6. The method of claim 4, characterized in that the first audio
format comprises a wideband audio codec format.
7. The method of claim 1, further characterized by transmitting the
audio data to the second electronic device.
8. The method of claim 7, characterized in that the audio data is
transmitted in a wireless manner.
9. The method of claim 7, characterized in that the audio data
comprises a first audio data indicative of the encoded first audio
signal and a second audio data indicative of the encoded second
audio signal, wherein the first audio data and the second audio
data are transmitted to the second electronic device substantially
in the same streaming session.
10. The method of claim 7, characterized in that the audio data
comprises a first audio data indicative of the encoded first audio
signal and a second audio data indicative of the encoded second
audio signal, wherein the second audio data is transmitted to the
second electronic device before the first audio data is transmitted
to the second electronic device.
11. The method of claim 10, characterized in that the second
electronic device has means to store the second audio data so as to
allow the second electronic device to reconstruct the second audio
signal based on the stored second audio data at a later time.

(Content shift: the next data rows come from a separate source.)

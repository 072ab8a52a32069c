pub mod dtos;
pub mod handlers;
pub mod routes;
pub mod services;

pub use routes::routes;
pub use services::DemoRequestService;
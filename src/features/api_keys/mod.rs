//! API keys of the signed-in client.
//!
//! | Method | Path | Description |
//! |--------|------|-------------|
//! | GET | `/api-keys` | List page with masked keys |
//! | POST | `/api-keys` | Create (form field `name` becomes the key) |
//! | POST | `/api-keys/{id}/toggle` | Revoke or re-activate |
//! | POST | `/api-keys/{id}/delete` | Delete |
//! | GET | `/api/api-keys/stats` | Total, active, revoked, created today |

pub mod dtos;
pub mod handlers;
pub mod models;
pub mod routes;
pub mod services;

pub use routes::routes;
pub use services::ApiKeyService;
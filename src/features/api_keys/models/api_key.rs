use serde::{Deserialize, Serialize};
use utoipa::ToSchema;

use crate::shared::types::de_id;

#[derive(Debug, Clone, Default, PartialEq, Eq, Serialize, Deserialize, ToSchema)]
#[serde(rename_all = "camelCase")]
pub struct ApiKey {
    #[serde(default, deserialize_with = "de_id")]
    pub id: String,
    #[serde(default)]
    pub key: String,
    #[serde(default)]
    pub is_revoked: bool,
    #[serde(default)]
    pub created_at: Option<String>,
}

impl ApiKey {
    /// Calendar day of `createdAt`, read from its leading `YYYY-MM-DD`
    pub fn created_on(&self) -> Option<chrono::NaiveDate> {
        let created = self.created_at.as_deref()?;
        let day = created.get(..10)?;
        chrono::NaiveDate::parse_from_str(day, "%Y-%m-%d").ok()
    }
}

/// Shorten a key for display: first 8 characters, `...`, last 4 characters.
pub fn mask_key(key: &str) -> String {
    if key.is_empty() {
        return String::new();
    }
    let chars: Vec<char> = key.chars().collect();
    let head: String = chars.iter().take(8).collect();
    let tail: String = chars[chars.len().saturating_sub(4)..].iter().collect();
    format!("{}...{}", head, tail)
}

#[cfg(test)]
mod tests {
    use super::*;

    #[test]
    fn test_mask_key() {
        assert_eq!(mask_key(""), "");
        assert_eq!(mask_key("short"), "short...hort");
        assert_eq!(mask_key("abcdefgh1234567890wxyz"), "abcdefgh...wxyz");
    }

    #[test]
    fn test_created_on_reads_date_prefix() {
        let key = ApiKey {
            created_at: Some("2026-03-04T10:20:30Z".to_string()),
            ..Default::default()
        };
        assert_eq!(
            key.created_on(),
            chrono::NaiveDate::from_ymd_opt(2026, 3, 4)
        );

        let key = ApiKey {
            created_at: Some("yesterday".to_string()),
            ..Default::default()
        };
        assert!(key.created_on().is_none());
    }
}
use axum::{extract::State, response::Html, Form};
use std::sync::Arc;
use validator::Validate;

use crate::core::error::Result;
use crate::features::demo_requests::dtos::{field_messages, DemoRequestForm, LandingPage};
use crate::features::demo_requests::services::DemoRequestService;
use crate::shared::templates::render_page;
use crate::shared::types::ActionState;

pub async fn landing_page() -> Result<Html<String>> {
    Ok(render_page("landing.jinja", LandingPage::default())?)
}

pub async fn submit_demo_request(
    State(service): State<Arc<DemoRequestService>>,
    Form(form): Form<DemoRequestForm>,
) -> Result<Html<String>> {
    let page = match service.submit(&form).await {
        Ok(message) => LandingPage {
            action: Some(ActionState::ok(message)),
            ..Default::default()
        },
        Err(e) => LandingPage {
            action: Some(ActionState::failed(e.user_message())),
            errors: form
                .validate()
                .err()
                .map(|errors| field_messages(&errors))
                .unwrap_or_default(),
            form: Some(form),
        },
    };
    Ok(render_page("landing.jinja", page)?)
}

#[cfg(test)]
mod tests {
    use super::*;
    use crate::shared::test_helpers::{backend_client, backend_config};
    use axum::{routing::get, Router};
    use axum_test::TestServer;

    #[tokio::test]
    async fn test_invalid_submission_rerenders_with_message() {
        let url = "http://127.0.0.1:9";
        let service = Arc::new(DemoRequestService::new(
            backend_client(url),
            &backend_config(url),
        ));
        let app = Router::new()
            .route("/", get(landing_page).post(submit_demo_request))
            .with_state(service);
        let server = TestServer::new(app).unwrap();

        let response = server
            .post("/")
            .form(&[("fullName", "Ana"), ("email", "bad"), ("mobileNumber", "1")])
            .await;

        response.assert_status_ok();
        let html = response.text();
        assert!(html.contains("Please check all required fields and try again."));
        assert!(html.contains("Invalid email format."));
    }
}
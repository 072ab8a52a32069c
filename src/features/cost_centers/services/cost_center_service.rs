use reqwest::Method;
use serde_json::json;
use std::sync::Arc;
use validator::Validate;

use crate::core::error::{AppError, Result};
use crate::features::auth::session::SessionPayload;
use crate::features::cost_centers::dtos::{CostCenterForm, CostCenterStats};
use crate::features::cost_centers::models::CostCenter;
use crate::modules::backend::{decode_list, BackendClient};
use crate::shared::types::ChartDatum;

/// Cost center management for the signed-in client
pub struct CostCenterService {
    backend: Arc<BackendClient>,
}

fn collection_path(client_id: &str) -> String {
    format!("/api/v1/clients/{}/CostCenters", urlencoding::encode(client_id))
}

fn item_path(client_id: &str, id: &str) -> String {
    format!("{}/{}", collection_path(client_id), urlencoding::encode(id))
}

fn validated(form: &CostCenterForm) -> Result<()> {
    form.validate().map_err(|_| {
        AppError::Validation("Cost center name is required.".to_string())
    })
}

impl CostCenterService {
    pub fn new(backend: Arc<BackendClient>) -> Self {
        Self { backend }
    }

    /// Not deleted cost centers, active or not
    pub async fn list(&self, session: &SessionPayload) -> Result<Vec<CostCenter>> {
        let path = format!("{}?query.ShowAll=true", collection_path(&session.client_id));
        let body = self
            .backend
            .get(&path, &session.auth(), None, "fetch cost centers")
            .await
            .map_err(|e| {
                tracing::error!("{}", e);
                AppError::ExternalServiceError("Failed to retrieve cost centers.".to_string())
            })?;

        Ok(decode_list::<CostCenter>(body)
            .into_iter()
            .filter(|c| !c.is_deleted)
            .collect())
    }

    pub async fn create(&self, session: &SessionPayload, form: &CostCenterForm) -> Result<String> {
        validated(form)?;
        let body = json!({ "name": form.name.trim(), "isActive": form.is_active() });

        self.backend
            .send_json(
                Method::POST,
                &collection_path(&session.client_id),
                &session.auth(),
                &body,
                None,
                "create cost center",
            )
            .await
            .map_err(|e| {
                tracing::error!("{}", e);
                AppError::ExternalServiceError("Failed to create cost center.".to_string())
            })?;

        Ok("Cost center created successfully.".to_string())
    }

    pub async fn update(
        &self,
        session: &SessionPayload,
        cost_center_id: &str,
        form: &CostCenterForm,
    ) -> Result<String> {
        validated(form)?;
        let body = json!({
            "id": cost_center_id,
            "name": form.name.trim(),
            "isActive": form.is_active(),
        });

        self.backend
            .send_json(
                Method::PUT,
                &item_path(&session.client_id, cost_center_id),
                &session.auth(),
                &body,
                None,
                "update cost center",
            )
            .await
            .map_err(|e| {
                tracing::error!("{}", e);
                AppError::ExternalServiceError("Failed to update cost center.".to_string())
            })?;

        Ok("Cost center updated successfully.".to_string())
    }

    pub async fn delete(&self, session: &SessionPayload, cost_center_id: &str) -> Result<String> {
        self.backend
            .delete(
                &item_path(&session.client_id, cost_center_id),
                &session.auth(),
                None,
                "delete cost center",
            )
            .await
            .map_err(|e| {
                tracing::error!("{}", e);
                AppError::ExternalServiceError("Failed to delete cost center.".to_string())
            })?;

        Ok("Cost center deleted successfully.".to_string())
    }

    /// Active vs inactive counts; empty when the list cannot be loaded
    pub async fn chart_data(&self, session: &SessionPayload) -> Vec<ChartDatum> {
        match self.list(session).await {
            Ok(centers) => CostCenterStats::from_centers(&centers).chart(),
            Err(e) => {
                tracing::warn!("Cost center chart unavailable: {}", e);
                Vec::new()
            }
        }
    }
}

#[cfg(test)]
mod tests {
    use super::*;
    use crate::shared::test_helpers::{backend_client, spawn_backend, test_session};
    use axum::{
        http::StatusCode,
        routing::{get, put},
        Json, Router,
    };
    use serde_json::Value;
    use std::sync::Mutex;

    async fn stub(received: Arc<Mutex<Vec<Value>>>) -> String {
        let on_post = received.clone();
        spawn_backend(
            Router::new()
                .route(
                    "/api/v1/clients/2/CostCenters",
                    get(|| async {
                        Json(json!({"isSuccess": true, "data": [
                            {"id": 1, "name": "Ops", "isActive": true},
                            {"id": 2, "name": "Paused", "isActive": false},
                            {"id": 3, "name": "Gone", "isActive": true, "isDeleted": true}
                        ]}))
                    })
                    .post(move |Json(body): Json<Value>| {
                        let on_post = on_post.clone();
                        async move {
                            on_post.lock().unwrap().push(body);
                            Json(json!({"id": 4}))
                        }
                    }),
                )
                .route(
                    "/api/v1/clients/2/CostCenters/{id}",
                    put(|| async { StatusCode::INTERNAL_SERVER_ERROR })
                        .delete(|| async { StatusCode::NO_CONTENT }),
                ),
        )
        .await
    }

    #[tokio::test]
    async fn test_list_drops_deleted_centers() {
        let url = stub(Arc::new(Mutex::new(Vec::new()))).await;
        let service = CostCenterService::new(backend_client(&url));

        let centers = service.list(&test_session()).await.unwrap();
        let names: Vec<_> = centers.iter().map(|c| c.name.as_str()).collect();
        assert_eq!(names, vec!["Ops", "Paused"]);

        let chart = service.chart_data(&test_session()).await;
        assert_eq!(chart[0], ChartDatum::new("Active Centers", 1));
        assert_eq!(chart[1], ChartDatum::new("Inactive Centers", 1));
    }

    #[tokio::test]
    async fn test_create_sends_name_and_status() {
        let received = Arc::new(Mutex::new(Vec::new()));
        let url = stub(received.clone()).await;
        let service = CostCenterService::new(backend_client(&url));

        let form = CostCenterForm {
            name: " Marketing ".to_string(),
            status: Some("Inactive".to_string()),
        };
        let message = service.create(&test_session(), &form).await.unwrap();

        assert_eq!(message, "Cost center created successfully.");
        assert_eq!(
            received.lock().unwrap()[0],
            json!({"name": "Marketing", "isActive": false})
        );
    }

    #[tokio::test]
    async fn test_failures_use_fixed_messages() {
        let url = stub(Arc::new(Mutex::new(Vec::new()))).await;
        let service = CostCenterService::new(backend_client(&url));
        let form = CostCenterForm {
            name: "Ops".to_string(),
            status: None,
        };

        let err = service.update(&test_session(), "1", &form).await.unwrap_err();
        assert_eq!(err.user_message(), "Failed to update cost center.");

        let empty = CostCenterForm::default();
        let err = service.create(&test_session(), &empty).await.unwrap_err();
        assert_eq!(err.user_message(), "Cost center name is required.");

        let message = service.delete(&test_session(), "1").await.unwrap();
        assert_eq!(message, "Cost center deleted successfully.");
    }
}
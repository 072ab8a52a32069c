mod expense_type;

pub use expense_type::ExpenseType;
mod dashboard_service;

pub use dashboard_service::DashboardService;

12. The method of claim 11, characterized in that the second audio
format comprises a synthetic audio format.
13. The method of claim 1, characterized in that the first audio
signal and second audio signal are generated in the first
electronic device substantially in the same streaming session.

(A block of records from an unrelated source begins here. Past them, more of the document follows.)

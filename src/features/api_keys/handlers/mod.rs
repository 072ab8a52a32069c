pub mod api_key_handler;
pub mod page_handler;

pub use api_key_handler::{__path_api_key_stats, api_key_stats};
pub use page_handler::{api_keys_page, create_api_key, delete_api_key, toggle_api_key};
pub mod config;
pub mod error;
pub mod extractor;
pub mod middleware;
pub mod openapi;
use axum::{
    routing::{get, post},
    Router,
};
use std::sync::Arc;

use crate::features::expense_types::handlers;
use crate::features::expense_types::services::ExpenseTypeService;

pub fn routes(service: Arc<ExpenseTypeService>) -> Router {
    Router::new()
        .route(
            "/expense-type",
            get(handlers::expense_types_page).post(handlers::create_expense_type),
        )
        .route("/expense-type/{id}", post(handlers::update_expense_type))
        .route(
            "/expense-type/{id}/delete",
            post(handlers::delete_expense_type),
        )
        .route("/api/expense-types/stats", get(handlers::expense_type_stats))
        .with_state(service)
}
mod demo_request_dto;

pub use demo_request_dto::{field_messages, DemoRequestForm, DemoSubmission, LandingPage};
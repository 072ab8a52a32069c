mod api_key_dto;

pub use api_key_dto::{ApiKeyForm, ApiKeyStats, ApiKeyView, ApiKeysPage, ToggleKeyForm};
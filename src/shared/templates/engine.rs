//! Page rendering with minijinja.
//!
//! Templates live under `templates/pages/` (overridable through `TEMPLATE_DIR`)
//! and are loaded once into a process-wide environment.

use axum::response::Html;
use minijinja::{AutoEscape, Environment, Value};
use serde::Serialize;
use std::path::Path;
use std::sync::OnceLock;
use thiserror::Error;

/// Global template environment
static TEMPLATE_ENV: OnceLock<Environment<'static>> = OnceLock::new();

/// Template directory relative to the project root
const DEFAULT_TEMPLATE_DIR: &str = "templates/pages";

/// Errors that can occur during template operations
#[derive(Debug, Error)]
pub enum TemplateError {
    #[error("Template '{0}' not found")]
    NotFound(String),

    #[error("Failed to render template: {0}")]
    RenderError(String),
}

/// Load every `.jinja` file under `dir`. Later calls are no-ops.
pub fn init_templates(dir: &str) -> usize {
    TEMPLATE_ENV
        .get_or_init(|| build_environment(Path::new(dir)))
        .templates()
        .count()
}

fn build_environment(dir: &Path) -> Environment<'static> {
    let mut env = Environment::new();
    env.set_auto_escape_callback(|_| AutoEscape::Html);
    env.add_filter("mask", mask_filter);

    let mut sources = Vec::new();
    if let Err(e) = collect_sources(dir, dir, &mut sources) {
        tracing::warn!("Could not read templates from {}: {}", dir.display(), e);
    }

    for (name, source) in sources {
        // The environment lives for the whole process, so do its sources
        let name: &'static str = Box::leak(name.into_boxed_str());
        let source: &'static str = Box::leak(source.into_boxed_str());
        match env.add_template(name, source) {
            Ok(()) => tracing::debug!("Loaded template: {}", name),
            Err(e) => tracing::warn!("Skipping template {}: {}", name, e),
        }
    }

    env
}

/// Gather `(name, source)` for every `.jinja` file below `root`, named by
/// their `/`-separated path relative to `root`.
fn collect_sources(
    root: &Path,
    dir: &Path,
    out: &mut Vec<(String, String)>,
) -> std::io::Result<()> {
    for entry in std::fs::read_dir(dir)? {
        let path = entry?.path();
        if path.is_dir() {
            collect_sources(root, &path, out)?;
            continue;
        }
        if !path.extension().is_some_and(|ext| ext == "jinja") {
            continue;
        }
        let Ok(relative) = path.strip_prefix(root) else {
            continue;
        };
        let name = relative
            .components()
            .map(|c| c.as_os_str().to_string_lossy())
            .collect::<Vec<_>>()
            .join("/");
        out.push((name, std::fs::read_to_string(&path)?));
    }
    Ok(())
}

/// `{{ value|mask }}` keeps the first 8 and last 4 characters
fn mask_filter(value: String) -> String {
    crate::features::api_keys::models::mask_key(&value)
}

fn get_environment() -> &'static Environment<'static> {
    TEMPLATE_ENV.get_or_init(|| build_environment(Path::new(DEFAULT_TEMPLATE_DIR)))
}

/// Render a page template with a serializable context.
pub fn render_page<S: Serialize>(template_name: &str, ctx: S) -> Result<Html<String>, TemplateError> {
    let template = get_environment()
        .get_template(template_name)
        .map_err(|_| TemplateError::NotFound(template_name.to_string()))?;

    template
        .render(Value::from_serialize(&ctx))
        .map(Html)
        .map_err(|e| TemplateError::RenderError(e.to_string()))
}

14. The method of claim 1, characterized in that the second audio
format comprises a synthetic audio format and the second audio
signal is generated in the first electronic device based on a
stored data file.
15. The method of claim 1, characterized in that the encoded first
audio signal and the encoded second audio signal are embedded in
the same data stream for providing the audio data.
16. The method of claim 1, characterized in that the encoded first
audio signal and the encoded second audio signal are embedded in
two separate data streams for providing the audio data.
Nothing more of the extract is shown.